== Assignment ==
Could you return the data below exactly as it appears?

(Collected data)
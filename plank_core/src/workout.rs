//! Workout coordinator.
//!
//! Owns the machine state and the session recorder, runs each transition's
//! effects in order, and keeps the sealed session and its summary once the
//! workout finishes. This is the only writer of the session.

use crate::clock::Clock;
use crate::feedback::{filter_for, FeedbackSink};
use crate::level::Level;
use crate::machine::{transition, Effect, Input, WorkoutState};
use crate::recorder::SessionRecorder;
use crate::summary::compute_summary;
use crate::types::{Catalog, Feedback, Phase, Preferences, Session, SessionSummary};

pub struct Workout<'a, C: Clock, S: FeedbackSink> {
    catalog: &'a Catalog,
    state: WorkoutState,
    recorder: SessionRecorder<C>,
    sink: S,
    preferences: Preferences,
    session: Option<Session>,
    summary: Option<SessionSummary>,
}

impl<'a, C: Clock, S: FeedbackSink> Workout<'a, C, S> {
    pub fn new(
        catalog: &'a Catalog,
        state: WorkoutState,
        clock: C,
        sink: S,
        preferences: Preferences,
    ) -> Self {
        Self {
            catalog,
            state,
            recorder: SessionRecorder::new(clock),
            sink,
            preferences,
            session: None,
            summary: None,
        }
    }

    pub fn state(&self) -> &WorkoutState {
        &self.state
    }

    pub fn catalog(&self) -> &Catalog {
        self.catalog
    }

    pub fn recorder(&self) -> &SessionRecorder<C> {
        &self.recorder
    }

    pub fn sink(&self) -> &S {
        &self.sink
    }

    pub fn preferences(&self) -> &Preferences {
        &self.preferences
    }

    pub fn set_preferences(&mut self, preferences: Preferences) {
        self.preferences = preferences;
    }

    pub fn level(&self) -> Level {
        self.state.level
    }

    /// Sealed session of the last finished workout
    pub fn session(&self) -> Option<&Session> {
        self.session.as_ref()
    }

    /// Report of the last finished workout
    pub fn summary(&self) -> Option<&SessionSummary> {
        self.summary.as_ref()
    }

    /// Apply one input and run its effects
    ///
    /// Returns the summary when this input finished the workout.
    pub fn handle(&mut self, input: Input) -> Option<SessionSummary> {
        let t = transition(&self.state, input, self.catalog);
        self.state = t.state;

        let mut finished = None;
        for effect in t.effects {
            if let Some(summary) = self.apply(effect) {
                finished = Some(summary);
            }
        }
        finished
    }

    fn apply(&mut self, effect: Effect) -> Option<SessionSummary> {
        match effect {
            Effect::StartSession => {
                self.session = None;
                self.summary = None;
                self.recorder.start_session();
            }
            Effect::StartSegment {
                side,
                exercise_index,
            } => {
                self.recorder.start_segment(side, exercise_index);
            }
            Effect::EndSegment => {
                self.recorder.end_segment();
            }
            Effect::EndSession => return self.seal(),
            Effect::DiscardSession => {
                self.recorder.discard_session();
            }
            Effect::PauseRecording => self.recorder.pause(),
            Effect::ResumeRecording => self.recorder.resume(),
            Effect::Feedback(feedback) => self.emit(&feedback),
        }
        None
    }

    fn seal(&mut self) -> Option<SessionSummary> {
        let Some(session) = self.recorder.end_session() else {
            tracing::warn!("Workout finished with no session: nothing to summarize");
            return None;
        };
        let summary = compute_summary(&session, &self.preferences, self.state.level);
        tracing::info!(
            "Workout complete: {} ms total, longest hold {} ms",
            summary.total_plank_ms,
            summary.longest_hold_ms
        );
        self.session = Some(session);
        self.summary = Some(summary.clone());
        Some(summary)
    }

    fn emit(&mut self, feedback: &Feedback) {
        let Some(feedback) = filter_for(feedback, &self.preferences) else {
            return;
        };
        if let Err(e) = self.sink.emit(&feedback) {
            tracing::debug!("Feedback sink failed: {}", e);
        }
    }

    pub fn is_finished(&self) -> bool {
        self.state.phase == Phase::Finished
    }
}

== Solution for this task ==
filename plank_core/src/workout.rs
//! Workout coordinator.
//!
//! Owns the machine state and the session recorder, runs each transition's
//! effects in order, and keeps the sealed session and its summary once the
//! workout finishes. This is the only writer of the session.

use crate::clock::Clock;
use crate::feedback::{filter_for, FeedbackSink};
use crate::level::Level;
use crate::machine::{transition, Effect, Input, WorkoutState};
use crate::recorder::SessionRecorder;
use crate::summary::compute_summary;
use crate::types::{Catalog, Feedback, Phase, Preferences, Session, SessionSummary};

pub struct Workout<'a, C: Clock, S: FeedbackSink> {
    catalog: &'a Catalog,
    state: WorkoutState,
    recorder: SessionRecorder<C>,
    sink: S,
    preferences: Preferences,
    session: Option<Session>,
    summary: Option<SessionSummary>,
}

impl<'a, C: Clock, S: FeedbackSink> Workout<'a, C, S> {
    pub fn new(
        catalog: &'a Catalog,
        state: WorkoutState,
        clock: C,
        sink: S,
        preferences: Preferences,
    ) -> Self {
        Self {
            catalog,
            state,
            recorder: SessionRecorder::new(clock),
            sink,
            preferences,
            session: None,
            summary: None,
        }
    }

    pub fn state(&self) -> &WorkoutState {
        &self.state
    }

    pub fn catalog(&self) -> &Catalog {
        self.catalog
    }

    pub fn recorder(&self) -> &SessionRecorder<C> {
        &self.recorder
    }

    pub fn sink(&self) -> &S {
        &self.sink
    }

    pub fn preferences(&self) -> &Preferences {
        &self.preferences
    }

    pub fn set_preferences(&mut self, preferences: Preferences) {
        self.preferences = preferences;
    }

    pub fn level(&self) -> Level {
        self.state.level
    }

    /// Sealed session of the last finished workout
    pub fn session(&self) -> Option<&Session> {
        self.session.as_ref()
    }

    /// Report of the last finished workout
    pub fn summary(&self) -> Option<&SessionSummary> {
        self.summary.as_ref()
    }

    /// Apply one input and run its effects
    ///
    /// Returns the summary when this input finished the workout.
    pub fn handle(&mut self, input: Input) -> Option<SessionSummary> {
        let t = transition(&self.state, input, self.catalog);
        self.state = t.state;

        let mut finished = None;
        for effect in t.effects {
            if let Some(summary) = self.apply(effect) {
                finished = Some(summary);
            }
        }
        finished
    }

    fn apply(&mut self, effect: Effect) -> Option<SessionSummary> {
        match effect {
            Effect::StartSession => {
                self.session = None;
                self.summary = None;
                self.recorder.start_session();
            }
            Effect::StartSegment {
                side,
                exercise_index,
            } => {
                self.recorder.start_segment(side, exercise_index);
            }
            Effect::EndSegment => {
                self.recorder.end_segment();
            }
            Effect::EndSession => return self.seal(),
            Effect::DiscardSession => {
                self.recorder.discard_session();
            }
            Effect::PauseRecording => self.recorder.pause(),
            Effect::ResumeRecording => self.recorder.resume(),
            Effect::Feedback(feedback) => self.emit(&feedback),
        }
        None
    }

    fn seal(&mut self) -> Option<SessionSummary> {
        let Some(session) = self.recorder.end_session() else {
            tracing::warn!("Workout finished with no session: nothing to summarize");
            return None;
        };
        let summary = compute_summary(&session, &self.preferences, self.state.level);
        tracing::info!(
            "Workout complete: {} ms total, longest hold {} ms",
            summary.total_plank_ms,
            summary.longest_hold_ms
        );
        self.session = Some(session);
        self.summary = Some(summary.clone());
        Some(summary)
    }

    fn emit(&mut self, feedback: &Feedback) {
        let Some(feedback) = filter_for(feedback, &self.preferences) else {
            return;
        };
        if let Err(e) = self.sink.emit(&feedback) {
            tracing::debug!("Feedback sink failed: {}", e);
        }
    }

    pub fn is_finished(&self) -> bool {
        self.state.phase == Phase::Finished
    }
}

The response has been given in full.